The other scheme is as follows: the semi-permeable ink is covered on the electroluminescent device, and the ink absorbs light of other colors and only transmits light with the same color as the ink. However, such a method may seriously reduce the transmittance and the light emission intensity of the device itself.
SUMMERY OF THE UTILITY MODEL
In order to solve the technical problem, the utility model provides a transparent electroluminescent assembly and sunroof.
In order to solve the technical problem, the utility model adopts the following technical scheme:
a transparent electroluminescent assembly comprises a transparent zinc sulfide-based luminescent part, a quantum dot film, a second transparent bonding layer and a third transparent substrate, wherein the second transparent bonding layer is used for bonding the quantum dot film on the zinc sulfide luminescent part; the quantum dot film is provided with quantum dots capable of converting monochromatic light emitted by the zinc sulfide-based light emitting element into other colored light.
Further, the zinc sulfide-based luminous element comprises a first transparent base material, a transparent conductive layer, a transparent adhesive film, a first transparent bonding layer and a second transparent base material which are sequentially stacked; a groove is formed in the transparent adhesive film along the thickness direction, and the depth of the groove is smaller than or equal to the thickness of the transparent adhesive film; and a first insulating layer containing an inorganic insulating material, a luminescent layer containing a zinc sulfide-based daylighting material and a conductive layer are sequentially arranged in the groove along the direction from the first transparent substrate to the second transparent substrate.
Further, the insulating layer and the light emitting layer can be in an alternating order.

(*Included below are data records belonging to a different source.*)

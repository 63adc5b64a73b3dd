use crate::settings::AiSettings;
use rand::Rng;
use serde::{Deserialize, Serialize};

/// AI 指标
///
/// 各项指标围绕固定基线做有界随机游走；learning_rate 直接镜像当前配置
#[derive(Debug, Clone, Serialize, Deserialize, PartialEq)]
pub struct AiMetrics {
    /// 模型准确率（90-100）
    pub model_accuracy: f64,

    /// 预测置信度（85-100）
    pub prediction_confidence: f64,

    /// 能耗寻优幅度（20-50）
    pub energy_optimization: f64,

    /// 学习率（取自配置）
    pub learning_rate: f64,
}

impl AiMetrics {
    pub const ACCURACY_RANGE: (f64, f64) = (90.0, 100.0);
    pub const CONFIDENCE_RANGE: (f64, f64) = (85.0, 100.0);
    pub const OPTIMIZATION_RANGE: (f64, f64) = (20.0, 50.0);

    /// 执行一次指标游走
    pub fn tick(&mut self, rng: &mut impl Rng, settings: &AiSettings) {
        self.model_accuracy = walk(self.model_accuracy, 0.25, Self::ACCURACY_RANGE, rng);
        self.prediction_confidence =
            walk(self.prediction_confidence, 0.5, Self::CONFIDENCE_RANGE, rng);
        self.energy_optimization =
            walk(self.energy_optimization, 0.4, Self::OPTIMIZATION_RANGE, rng);
        self.learning_rate = settings.learning_rate;
    }

    /// 所有游走指标是否都在区间内
    pub fn within_limits(&self) -> bool {
        in_range(self.model_accuracy, Self::ACCURACY_RANGE)
            && in_range(self.prediction_confidence, Self::CONFIDENCE_RANGE)
            && in_range(self.energy_optimization, Self::OPTIMIZATION_RANGE)
    }
}

impl Default for AiMetrics {
    fn default() -> Self {
        Self {
            model_accuracy: 97.8,
            prediction_confidence: 94.2,
            energy_optimization: 32.4,
            learning_rate: 0.75,
        }
    }
}

fn walk(value: f64, amplitude: f64, range: (f64, f64), rng: &mut impl Rng) -> f64 {
    (value + rng.gen_range(-amplitude..=amplitude)).max(range.0).min(range.1)
}

fn in_range(value: f64, range: (f64, f64)) -> bool {
    value >= range.0 && value <= range.1
}
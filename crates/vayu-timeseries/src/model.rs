use chrono::{DateTime, Utc};
use serde::{Deserialize, Serialize};

/// 原始读数日志容量（实时前插表最多 100 条）
pub const READING_LOG_CAPACITY: usize = 100;

/// 传感器读数
#[derive(Debug, Clone, Serialize, Deserialize, PartialEq)]
pub struct SensorReading {
    pub id: String,
    pub device_id: String,
    pub temperature: f64,
    pub humidity: f64,
    pub co2: f64,
    pub timestamp: DateTime<Utc>,
}

/// 图表采样点
///
/// 播种时与读数一一对应；之后随滑动窗口同步变化，不单独存储
#[derive(Debug, Clone, Serialize, Deserialize, PartialEq)]
pub struct TrendPoint {
    pub temperature: f64,
    pub humidity: f64,
    pub co2: f64,
    pub timestamp: DateTime<Utc>,
}

impl TrendPoint {
    pub fn new(temperature: f64, humidity: f64, co2: f64, timestamp: DateTime<Utc>) -> Self {
        Self {
            temperature,
            humidity,
            co2,
            timestamp,
        }
    }
}

impl From<&SensorReading> for TrendPoint {
    fn from(reading: &SensorReading) -> Self {
        Self {
            temperature: reading.temperature,
            humidity: reading.humidity,
            co2: reading.co2,
            timestamp: reading.timestamp,
        }
    }
}

#[cfg(test)]
mod tests {
    use super::*;

    #[test]
    fn test_trend_point_from_reading() {
        let reading = SensorReading {
            id: "reading-0".to_string(),
            device_id: "HVAC-01".to_string(),
            temperature: 22.5,
            humidity: 48.0,
            co2: 520.0,
            timestamp: Utc::now(),
        };

        let point = TrendPoint::from(&reading);
        assert_eq!(point.temperature, 22.5);
        assert_eq!(point.timestamp, reading.timestamp);
    }

    #[test]
    fn test_reading_timestamp_serializes_rfc3339() {
        let reading = SensorReading {
            id: "reading-1".to_string(),
            device_id: "HVAC-02".to_string(),
            temperature: 21.0,
            humidity: 50.0,
            co2: 430.0,
            timestamp: "2025-06-01T12:00:00Z".parse().unwrap(),
        };

        let json = serde_json::to_value(&reading).unwrap();
        assert_eq!(json["timestamp"], "2025-06-01T12:00:00Z");
    }
}
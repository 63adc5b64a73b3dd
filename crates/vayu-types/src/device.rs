use serde::{Deserialize, Serialize};

/// 空调运行模式
#[derive(Debug, Clone, Copy, Serialize, Deserialize, PartialEq, Eq, Hash)]
#[serde(rename_all = "lowercase")]
pub enum AcStatus {
    /// 制冷
    Cooling,
    /// 制热
    Heating,
    /// 关闭
    Off,
    /// 自动
    Auto,
}

impl AcStatus {
    pub fn as_str(&self) -> &str {
        match self {
            AcStatus::Cooling => "cooling",
            AcStatus::Heating => "heating",
            AcStatus::Off => "off",
            AcStatus::Auto => "auto",
        }
    }

    pub fn from_str(s: &str) -> Self {
        match s {
            "cooling" => AcStatus::Cooling,
            "heating" => AcStatus::Heating,
            "auto" => AcStatus::Auto,
            _ => AcStatus::Off,
        }
    }

    /// 全部运行模式（用于随机播种）
    pub const ALL: [AcStatus; 4] = [
        AcStatus::Cooling,
        AcStatus::Heating,
        AcStatus::Off,
        AcStatus::Auto,
    ];
}

/// CO₂ 浓度等级
#[derive(Debug, Clone, Copy, Serialize, Deserialize, PartialEq, Eq)]
#[serde(rename_all = "lowercase")]
pub enum Co2Level {
    /// 良好（< 800 ppm）
    Good,
    /// 中等（< 1200 ppm）
    Moderate,
    /// 偏高
    High,
}

impl Co2Level {
    /// 根据 ppm 浓度划分等级
    pub fn from_ppm(ppm: f64) -> Self {
        if ppm < 800.0 {
            Co2Level::Good
        } else if ppm < 1200.0 {
            Co2Level::Moderate
        } else {
            Co2Level::High
        }
    }

    pub fn as_str(&self) -> &str {
        match self {
            Co2Level::Good => "Good",
            Co2Level::Moderate => "Moderate",
            Co2Level::High => "High",
        }
    }
}
use serde::{Deserialize, Serialize};

/// 每页条数（固定 10）
pub const PAGE_SIZE: usize = 10;

/// 分页结果
#[derive(Debug, Clone, Serialize, Deserialize, PartialEq)]
pub struct Page<T> {
    pub items: Vec<T>,
    /// 实际返回的页码（1 起，已钳位）
    pub page: usize,
    pub total_pages: usize,
    pub total_items: usize,
}

/// 对集合分页
///
/// 页码钳位到 `[1, max(1, ceil(count/size))]`，返回切片
/// `[(page-1)·size, min(page·size, count))`；切片自身不会越界
pub fn paginate<T: Clone>(items: &[T], page: usize) -> Page<T> {
    let total_items = items.len();
    let total_pages = (total_items + PAGE_SIZE - 1) / PAGE_SIZE;
    let total_pages = total_pages.max(1);

    let page = page.clamp(1, total_pages);
    let start = (page - 1) * PAGE_SIZE;
    let end = (start + PAGE_SIZE).min(total_items);

    let items = if start >= total_items {
        Vec::new()
    } else {
        items[start..end].to_vec()
    };

    Page {
        items,
        page,
        total_pages,
        total_items,
    }
}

Further, the zinc sulfide-based luminescent element comprises a first transparent base material, a transparent conductive layer, a transparent adhesive film, a first transparent bonding layer and a second transparent base material which are sequentially stacked; a groove is formed in the transparent adhesive film along the thickness direction, and the depth of the groove is smaller than or equal to the thickness of the transparent adhesive film; and a first insulating layer containing an inorganic insulating material, a luminescent layer containing a zinc sulfide-based daylighting material, a second insulating layer containing an inorganic insulating material and a conductive layer are sequentially arranged in the groove along the direction from the first transparent substrate to the second transparent substrate.
Further, the thickness of the insulating layer, the light-emitting layer and the conductive layer is 5-300 μm; the width of the groove is 5-2000 mu m.

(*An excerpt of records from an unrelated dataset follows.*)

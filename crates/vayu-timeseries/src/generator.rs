use rand::Rng;

/// 历史播种公式
///
/// `i` 为回溯的小时数（i=0 最新）；周期基线加均匀噪声：
/// temperature = 20 + 3·sin(i/12) + U(0,2)
/// humidity    = 50 + 15·cos(i/8) + U(0,5)
/// co2         = 400 + 200·sin(i/6) + U(0,100)
pub fn seed_values(hours_back: i64, rng: &mut impl Rng) -> (f64, f64, f64) {
    let i = hours_back as f64;
    let temperature = 20.0 + 3.0 * (i / 12.0).sin() + rng.gen_range(0.0..2.0);
    let humidity = 50.0 + 15.0 * (i / 8.0).cos() + rng.gen_range(0.0..5.0);
    let co2 = 400.0 + 200.0 * (i / 6.0).sin() + rng.gen_range(0.0..100.0);
    (temperature, humidity, co2)
}

/// 实时追加公式
///
/// 基线以墙钟毫秒数除以固定常数（1_000_000 / 800_000 / 600_000）驱动。
/// 与播种公式是两套时间基，拼接处不要求数值连续，保留为两个独立的生成器
pub fn live_values(unix_ms: i64, rng: &mut impl Rng) -> (f64, f64, f64) {
    let ms = unix_ms as f64;
    let temperature = 20.0 + 3.0 * (ms / 1_000_000.0).sin() + rng.gen_range(0.0..2.0);
    let humidity = 50.0 + 15.0 * (ms / 800_000.0).cos() + rng.gen_range(0.0..5.0);
    let co2 = 400.0 + 200.0 * (ms / 600_000.0).sin() + rng.gen_range(0.0..100.0);
    (temperature, humidity, co2)
}
pub mod generator;
pub mod model;
pub mod query;
pub mod series;
pub mod store;

pub use model::{SensorReading, TrendPoint, READING_LOG_CAPACITY};
pub use query::{paginate, Page, PAGE_SIZE};
pub use series::EnvSeries;
pub use store::SeriesStore;
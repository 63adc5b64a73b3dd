use chrono::{DateTime, Utc};
use rand::Rng;
use serde::{Deserialize, Serialize};
use vayu_types::EventKind;

/// 事件引用的设备编号跨度（`HVAC-01`..`HVAC-16`）
///
/// 与机队的实际规模解耦：机队若改变规模，事件编号不会跟随
pub const DEVICE_ID_SPAN: u32 = 16;

/// 固定的事件消息目录
pub const MESSAGE_CATALOG: [&str; 7] = [
    "High CO₂ detected",
    "Manual override activated",
    "Temperature setpoint adjusted",
    "Filter maintenance required",
    "Energy optimization applied",
    "Occupancy pattern detected",
    "System performance optimal",
];

/// 系统事件
#[derive(Debug, Clone, Serialize, Deserialize, PartialEq)]
pub struct SystemEvent {
    /// 事件 ID（由时间派生）
    pub id: String,

    /// 关联设备 ID（非真实外键）
    pub device_id: String,

    /// 事件消息
    pub message: String,

    /// 事件级别
    pub kind: EventKind,

    /// 发生时间
    pub timestamp: DateTime<Utc>,
}

impl SystemEvent {
    pub fn new(
        device_id: impl Into<String>,
        message: impl Into<String>,
        kind: EventKind,
        timestamp: DateTime<Utc>,
    ) -> Self {
        Self {
            id: format!("evt-{}", timestamp.timestamp_millis()),
            device_id: device_id.into(),
            message: message.into(),
            kind,
            timestamp,
        }
    }

    /// 生成一条合成事件
    ///
    /// 设备编号在 1..=16 上均匀，消息与级别在各自目录上均匀
    pub fn synthetic(rng: &mut impl Rng, now: DateTime<Utc>) -> Self {
        let device_no = rng.gen_range(1..=DEVICE_ID_SPAN);
        let message = MESSAGE_CATALOG[rng.gen_range(0..MESSAGE_CATALOG.len())];
        let kind = EventKind::ALL[rng.gen_range(0..EventKind::ALL.len())];

        Self::new(format!("HVAC-{:02}", device_no), message, kind, now)
    }
}
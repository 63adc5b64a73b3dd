use thiserror::Error;

/// 分析模拟错误类型
#[derive(Error, Debug)]
pub enum AnalyticsError {
    /// 验证错误
    #[error("Validation error: {0}")]
    Validation(String),
}

/// 分析模拟结果类型
pub type Result<T> = std::result::Result<T, AnalyticsError>;

impl AnalyticsError {
    /// 创建验证错误
    pub fn validation(msg: impl Into<String>) -> Self {
        AnalyticsError::Validation(msg.into())
    }
}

Further, the inorganic insulating material is silicon oxide, silicon aluminum oxide, tantalum oxide, zirconium oxide, niobium oxide, or titanium oxide.
Further, the zinc sulfide-based daylighting material is a material capable of emitting blue light.
Further, the transparent conducting layer is made of ITO, AZO or PEDOT and PSS.
Furthermore, the first transparent substrate and the second transparent substrate are made of glass, plastic or thin films.
An automobile skylight comprises the transparent electroluminescent assembly.
Compared with the prior art, the utility model has the advantages that:
the utility model is based on the low-cost zinc sulfide base strong field luminescence technology, can conveniently change the color light emitted by the device, keep the device transparent and display patterns at the same time, and can not reduce the luminous intensity of the device; when the pattern needs to be changed, the quantum dot film can be replaced.
Drawings
FIG. 1 is a first layout view of a zinc sulfide-based luminescent element of the present invention;
fig. 2 is a second layout view of the zinc sulfide-based luminescent element of the present invention.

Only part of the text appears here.